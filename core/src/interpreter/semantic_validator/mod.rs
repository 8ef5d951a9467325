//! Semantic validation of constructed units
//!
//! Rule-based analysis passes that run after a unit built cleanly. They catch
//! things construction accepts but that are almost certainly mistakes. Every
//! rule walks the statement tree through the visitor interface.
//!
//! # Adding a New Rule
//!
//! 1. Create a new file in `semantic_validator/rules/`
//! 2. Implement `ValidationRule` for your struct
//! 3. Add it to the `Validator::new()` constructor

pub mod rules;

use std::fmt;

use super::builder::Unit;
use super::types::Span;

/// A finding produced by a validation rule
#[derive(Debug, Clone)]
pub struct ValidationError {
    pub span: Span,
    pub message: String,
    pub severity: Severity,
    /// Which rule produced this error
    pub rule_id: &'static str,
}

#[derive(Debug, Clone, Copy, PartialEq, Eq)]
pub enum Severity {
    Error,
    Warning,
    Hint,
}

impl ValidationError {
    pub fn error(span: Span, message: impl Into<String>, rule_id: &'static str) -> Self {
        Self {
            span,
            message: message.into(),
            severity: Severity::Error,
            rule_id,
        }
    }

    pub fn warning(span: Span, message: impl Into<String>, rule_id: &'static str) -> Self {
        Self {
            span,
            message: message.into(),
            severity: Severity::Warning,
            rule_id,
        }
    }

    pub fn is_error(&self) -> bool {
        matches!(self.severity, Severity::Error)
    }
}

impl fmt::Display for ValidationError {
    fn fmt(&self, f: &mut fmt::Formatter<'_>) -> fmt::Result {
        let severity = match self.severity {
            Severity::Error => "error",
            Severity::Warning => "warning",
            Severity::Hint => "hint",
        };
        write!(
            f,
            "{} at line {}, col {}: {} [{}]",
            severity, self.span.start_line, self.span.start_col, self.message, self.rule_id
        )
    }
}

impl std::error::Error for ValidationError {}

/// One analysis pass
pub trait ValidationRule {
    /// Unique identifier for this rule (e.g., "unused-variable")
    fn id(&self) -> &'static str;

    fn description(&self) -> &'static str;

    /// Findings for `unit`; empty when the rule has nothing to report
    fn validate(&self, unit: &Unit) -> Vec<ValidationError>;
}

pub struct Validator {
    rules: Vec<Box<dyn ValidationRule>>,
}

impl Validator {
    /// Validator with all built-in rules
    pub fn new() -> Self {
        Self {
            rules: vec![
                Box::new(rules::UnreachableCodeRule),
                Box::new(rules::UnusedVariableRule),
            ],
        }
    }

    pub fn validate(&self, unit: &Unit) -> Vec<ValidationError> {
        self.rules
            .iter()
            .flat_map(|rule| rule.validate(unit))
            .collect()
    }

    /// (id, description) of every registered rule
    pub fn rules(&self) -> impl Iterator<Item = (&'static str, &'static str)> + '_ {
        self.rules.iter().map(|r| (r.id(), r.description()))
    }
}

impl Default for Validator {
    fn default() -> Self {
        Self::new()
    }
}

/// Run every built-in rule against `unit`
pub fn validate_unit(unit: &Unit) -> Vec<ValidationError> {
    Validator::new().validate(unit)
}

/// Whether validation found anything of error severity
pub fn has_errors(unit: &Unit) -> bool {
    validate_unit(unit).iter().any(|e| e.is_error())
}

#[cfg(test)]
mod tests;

++++++++++

Task description: Restate the entries above word for word, beginning with their first line and ending with the line holding "cleanly. They catch"; omit everything else.

Exercise solution:
filename core/src/interpreter/semantic_validator/mod.rs
repository 8ef5d951a9467325
//! Semantic validation of constructed units
//!
//! Rule-based analysis passes that run after a unit built cleanly. They catch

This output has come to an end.